• [Supplied entries]:
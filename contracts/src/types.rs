//! Common types used across the ledger and the price feed.

use odra::prelude::*;
use odra::casper_types::U512;

use crate::errors::FundMeError;

/// Round data reported by an aggregator-style price feed
#[odra::odra_type]
pub struct RoundData {
    /// Round identifier (0 = no round reported yet)
    pub round_id: u64,
    /// Price in feed units (scaled by 10^decimals)
    pub answer: i64,
    /// Timestamp when the round started
    pub started_at: u64,
    /// Timestamp when the answer was last updated
    pub updated_at: u64,
    /// Round in which the answer was computed
    pub answered_in_round: u64,
}

/// Validated feed price, ready for conversion
#[derive(Debug, PartialEq, Eq, Clone, Copy)]
pub struct FeedPrice {
    /// Strictly positive price in feed units
    pub answer: U512,
    /// Decimal places of `answer`
    pub decimals: u8,
}

impl FeedPrice {
    /// Validate a reported round. Fails closed on an empty round or a
    /// non-positive answer.
    pub fn from_round(round: &RoundData, decimals: u8) -> Result<Self, FundMeError> {
        if round.round_id == 0 || round.answer <= 0 {
            return Err(FundMeError::OracleUnavailable);
        }

        Ok(Self {
            answer: U512::from(round.answer as u64),
            decimals,
        })
    }
}

/// Staged sweep, built before any storage write
#[derive(Debug, PartialEq, Eq, Clone, Copy)]
pub struct SweepPlan {
    /// Receiver of the custodied balance (the owner)
    pub recipient: Address,
    /// Full custodied balance at staging time
    pub amount: U512,
    /// Length of the funder sequence to reset
    pub funders_cleared: u32,
}
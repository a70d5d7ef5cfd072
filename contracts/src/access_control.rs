//! Access Control Module
//!
//! Single-owner guard for privileged ledger operations.
//! The owner is captured once at initialization and never reassigned;
//! there is no ownership transfer.

use odra::prelude::*;
use crate::errors::FundMeError;

/// Owner guard, embedded as a submodule by contracts that need it
#[odra::module]
pub struct AccessControl {
    /// Privileged owner
    owner: Var<Address>,
}

#[odra::module]
impl AccessControl {
    /// Set the owner once. Reverts if an owner is already set.
    pub fn initialize(&mut self, owner: Address) {
        if self.owner.get().is_some() {
            self.env().revert(FundMeError::AlreadyInitialized);
        }
        self.owner.set(owner);
    }

    /// Get the owner
    pub fn get_owner(&self) -> Address {
        match self.owner.get() {
            Some(owner) => owner,
            None => self.env().revert(FundMeError::InvalidConfig),
        }
    }

    /// Check if account is the owner
    pub fn is_owner(&self, account: Address) -> bool {
        self.owner.get() == Some(account)
    }

    /// Revert if caller is not the owner
    pub fn require_owner(&self) {
        if !self.is_owner(self.env().caller()) {
            self.env().revert(FundMeError::NotOwner);
        }
    }
}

• [Prompt]:
Repeat every line of the data precisely.

• [Solution to this problem]:
filename contracts/src/types.rs
//! Common types used across the ledger and the price feed.

use odra::prelude::*;
use odra::casper_types::U512;

use crate::errors::FundMeError;

/// Round data reported by an aggregator-style price feed
#[odra::odra_type]
pub struct RoundData {
    /// Round identifier (0 = no round reported yet)
    pub round_id: u64,
    /// Price in feed units (scaled by 10^decimals)
    pub answer: i64,
    /// Timestamp when the round started
    pub started_at: u64,
    /// Timestamp when the answer was last updated
    pub updated_at: u64,
    /// Round in which the answer was computed
    pub answered_in_round: u64,
}

/// Validated feed price, ready for conversion
#[derive(Debug, PartialEq, Eq, Clone, Copy)]
pub struct FeedPrice {
    /// Strictly positive price in feed units
    pub answer: U512,
    /// Decimal places of `answer`
    pub decimals: u8,
}

impl FeedPrice {
    /// Validate a reported round. Fails closed on an empty round or a
    /// non-positive answer.
    pub fn from_round(round: &RoundData, decimals: u8) -> Result<Self, FundMeError> {
        if round.round_id == 0 || round.answer <= 0 {
            return Err(FundMeError::OracleUnavailable);
        }

        Ok(Self {
            answer: U512::from(round.answer as u64),
            decimals,
        })
    }
}

/// Staged sweep, built before any storage write
#[derive(Debug, PartialEq, Eq, Clone, Copy)]
pub struct SweepPlan {
    /// Receiver of the custodied balance (the owner)
    pub recipient: Address,
    /// Full custodied balance at staging time
    pub amount: U512,
    /// Length of the funder sequence to reset
    pub funders_cleared: u32,
}
repository a70d5d7ef5cfd072
filename contracts/src/access_control.rs
//! Access Control Module
//!
//! Single-owner guard for privileged ledger operations.
//! The owner is captured once at initialization and never reassigned;
//! there is no ownership transfer.

use odra::prelude::*;
use crate::errors::FundMeError;

/// Owner guard, embedded as a submodule by contracts that need it
#[odra::module]
pub struct AccessControl {
    /// Privileged owner
    owner: Var<Address>,
}

#[odra::module]
impl AccessControl {
    /// Set the owner once. Reverts if an owner is already set.
    pub fn initialize(&mut self, owner: Address) {
        if self.owner.get().is_some() {
            self.env().revert(FundMeError::AlreadyInitialized);
        }
        self.owner.set(owner);
    }

    /// Get the owner
    pub fn get_owner(&self) -> Address {
        match self.owner.get() {
            Some(owner) => owner,
            None => self.env().revert(FundMeError::InvalidConfig),
        }
    }

    /// Check if account is the owner
    pub fn is_owner(&self, account: Address) -> bool {
        self.owner.get() == Some(account)
    }

    /// Revert if caller is not the owner
    pub fn require_owner(&self) {
        if !self.is_owner(self.env().caller()) {
            self.env().revert(FundMeError::NotOwner);
        }
    }
}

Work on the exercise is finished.